The church of St Giles in the Fields lies in the heart of the original parish of St Giles.
With its welcoming food stalls in the courtyard, it looks to all intents and purposes, like a friendly and peaceful place to have built a place of worship.
But if I could take you back in time to the St Giles of yesteryear, I think you’d soon change your mind.
St Giles was one most notorious rookeries or slums in London. People were crammed into unsanitary living conditions, and poverty, prostitution and violence were an everyday feature of life.
It was here in St Giles that the black death plague started in 1665; where a murderous plot by disaffected Catholics to assassinate Queen Elizabeth 1st was hatched, and where the English civil war simmered to the surface after two sermons given at the church were considered to be inflammatory.
But the story I like the best about St Giles is that due to its position between the City of London and Westminster, it was on the route for condemned prisoners taken from Newgate prison to be hung at Tyburn (current day Marble Arch)

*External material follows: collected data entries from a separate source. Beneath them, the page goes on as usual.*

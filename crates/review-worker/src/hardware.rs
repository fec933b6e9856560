//! Picks CPU-only or accelerated engine mode.

use std::process::Stdio;

use clap::ValueEnum;
use tokio::process::Command;
use tracing::info;

#[derive(Debug, Clone, Copy, PartialEq, Eq, ValueEnum)]
pub enum HardwareMode {
    /// Probe for a GPU.
    Auto,
    Cpu,
    Gpu,
}

/// True when `nvidia-smi -L` lists at least one GPU.
pub async fn gpu_present() -> bool {
    let output = Command::new("nvidia-smi")
        .arg("-L")
        .stdin(Stdio::null())
        .stderr(Stdio::null())
        .output()
        .await;
    match output {
        Ok(out) => out.status.success() && String::from_utf8_lossy(&out.stdout).contains("GPU"),
        Err(_) => false,
    }
}

/// Resolve `mode` to whether the engine must run CPU-only.
pub async fn cpu_only(mode: HardwareMode) -> bool {
    match mode {
        HardwareMode::Cpu => true,
        HardwareMode::Gpu => false,
        HardwareMode::Auto => {
            let gpu = gpu_present().await;
            info!(gpu, "Hardware probe finished");
            !gpu
        }
    }
}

Men were transported in horse drawn wagons and the people of St Giles would line the route near the church and and holding jugs of ale, would cheerily offer the drivers a beer by calling out ‘one for the road?’ Drivers would apparently call back ‘I’m on the wagon’ to signify they didn’t have time to stop for a drink.
Both of course are now familiar expressions to us and though you may read different origins of these slogans, as far as we are concerned, it started here in St Giles.